In a saucepan, add the tomato sauce, steamed broccoli slaw, sundried tomatoes, oregano, basil, and garlic. Heat on medium/low to low for at least 1/2 hour, stirring occasionally. You can also heat this all day in a crockpot on low.
Boil the spaghetti in salted water, drain.
Add the sauce to the spaghetti. Add cheese if desired.

Nutrition
The broccoli slaw provides a lot of vitamin C, and the tomato sauce and broccoli have a big dose of Vitamin A. Your serving of the spaghetti determines how many starch/bread exchanges to count. This is a very lowfat and high nutrition spaghetti - great for endurance athletes such as walkers.
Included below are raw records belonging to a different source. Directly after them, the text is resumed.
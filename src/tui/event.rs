use crossterm::event::{self, Event, KeyCode, KeyEvent, KeyEventKind, KeyModifiers, MouseEventKind};

/// TUI-specific input events
#[derive(Debug, Clone, PartialEq, Eq)]
pub enum TuiEvent {
    // Global browser commands (passed to core::update)
    ForceQuit,
    GoBack,
    GoForward,
    Reload,
    GoHome,
    ToggleMute,
    NewRootTab,
    CloseTab,

    // Focus
    FocusNext,
    FocusPrev,
    FocusAddress,
    Escape,

    // Pane-local events (handled by the focused component)
    InputChar(char),
    Paste(String), // Bracketed paste
    Backspace,
    Delete,
    CursorLeft,
    CursorRight,
    CursorUp,
    CursorDown,
    CursorHome,
    CursorEnd,
    Submit,
    /// Enter with Alt or Shift held: follow a link natively.
    SubmitModified,
    ScrollPageUp,
    ScrollPageDown,
    Resize,
}

/// Poll for an event without blocking (returns immediately)
pub fn poll_event_immediate() -> Option<TuiEvent> {
    poll_event_timeout(std::time::Duration::ZERO)
}

/// Poll for an event, blocking up to `timeout`. Terminal read errors are
/// logged and treated as "no event".
pub fn poll_event_timeout(timeout: std::time::Duration) -> Option<TuiEvent> {
    match event::poll(timeout) {
        Ok(true) => {}
        Ok(false) => return None,
        Err(e) => {
            log::warn!("Terminal poll failed: {e}");
            return None;
        }
    }
    match event::read() {
        Ok(Event::Key(key_event)) => map_key(key_event),
        Ok(Event::Mouse(mouse_event)) => match mouse_event.kind {
            MouseEventKind::ScrollUp => Some(TuiEvent::CursorUp),
            MouseEventKind::ScrollDown => Some(TuiEvent::CursorDown),
            _ => None,
        },
        Ok(Event::Paste(data)) => Some(TuiEvent::Paste(data)),
        Ok(Event::Resize(..)) => Some(TuiEvent::Resize),
        Ok(_) => None,
        Err(e) => {
            log::warn!("Terminal read failed: {e}");
            None
        }
    }
}

/// Translate one key press into a `TuiEvent`.
pub fn map_key(key_event: KeyEvent) -> Option<TuiEvent> {
    if key_event.kind == KeyEventKind::Release {
        return None;
    }
    log::debug!(
        "Key event: {:?} with modifiers {:?}",
        key_event.code,
        key_event.modifiers
    );

    let ctrl = key_event.modifiers.contains(KeyModifiers::CONTROL);
    let alt = key_event.modifiers.contains(KeyModifiers::ALT);
    let shift = key_event.modifiers.contains(KeyModifiers::SHIFT);

    match key_event.code {
        KeyCode::Char('c' | 'q') if ctrl => Some(TuiEvent::ForceQuit),
        KeyCode::Char('l') if ctrl => Some(TuiEvent::FocusAddress),
        KeyCode::Char('r') if ctrl => Some(TuiEvent::Reload),
        KeyCode::Char('t') if ctrl => Some(TuiEvent::NewRootTab),
        KeyCode::Char('w') if ctrl => Some(TuiEvent::CloseTab),
        KeyCode::Char(_) if ctrl => None,
        KeyCode::Left if alt => Some(TuiEvent::GoBack),
        KeyCode::Right if alt => Some(TuiEvent::GoForward),
        KeyCode::Home if alt => Some(TuiEvent::GoHome),
        KeyCode::Enter if alt || shift => Some(TuiEvent::SubmitModified),
        KeyCode::F(5) => Some(TuiEvent::Reload),
        KeyCode::F(2) => Some(TuiEvent::ToggleMute),
        KeyCode::Char(c) => Some(TuiEvent::InputChar(c)),
        KeyCode::Backspace => Some(TuiEvent::Backspace),
        KeyCode::Delete => Some(TuiEvent::Delete),
        KeyCode::Enter => Some(TuiEvent::Submit),
        KeyCode::Esc => Some(TuiEvent::Escape),
        KeyCode::Tab => Some(TuiEvent::FocusNext),
        KeyCode::BackTab => Some(TuiEvent::FocusPrev),
        KeyCode::Left => Some(TuiEvent::CursorLeft),
        KeyCode::Right => Some(TuiEvent::CursorRight),
        KeyCode::Up => Some(TuiEvent::CursorUp),
        KeyCode::Down => Some(TuiEvent::CursorDown),
        KeyCode::Home => Some(TuiEvent::CursorHome),
        KeyCode::End => Some(TuiEvent::CursorEnd),
        KeyCode::PageUp => Some(TuiEvent::ScrollPageUp),
        KeyCode::PageDown => Some(TuiEvent::ScrollPageDown),
        _ => None,
    }
}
The sundried tomatoes give it body and richness without adding fat.

Nutrition Facts
Serving size: 1 serving, Percent daily values based on a 2000 calorie diet.
Amount Per Serving Calories: 287.08
Calories From Fat: 28.49
% Daily Value Total Fat 3.31g - 5%
Saturated Fat 1.40g - 6%
Cholesterol 4.92mg - 1%
Sodium 1151.89mg - 47%
Potassium 818.96mg - 23%
Carbohydrates 53.81g - 17%
Dietary Fiber 5.63g - 22%
Protein 12.56g - 25%
Vitamin A 1644.27IU- 32%
Vitamin C 39.33mg - 65%
Calcium 131.29mg - 13%
Iron 3.80mg - 21%
Vitamin E 2.13IU - 7%
Thiamin 0.42mg - 27%
Riboflavin 0.29mg - 17%
Niacin 4.55mg - 22%
Vitamin B6 0.30mg - 15%
Folate 130.45µg - 32%
Vitamin B12 0.09µg - 1%
Pantothenic Acid 0.83mg - 8%
Phosphorus 205.00mg - 20%
Magnesium 70.90mg - 17%
Zinc 1.48mg - 9%

MyPoints: 4.9

Variations
Add mushrooms, onions, sweet red peppers
Fresh basil or oregano instead of dried.
Chopped fresh tomatoes or chopped canned tomatoes instead of tomato sauce.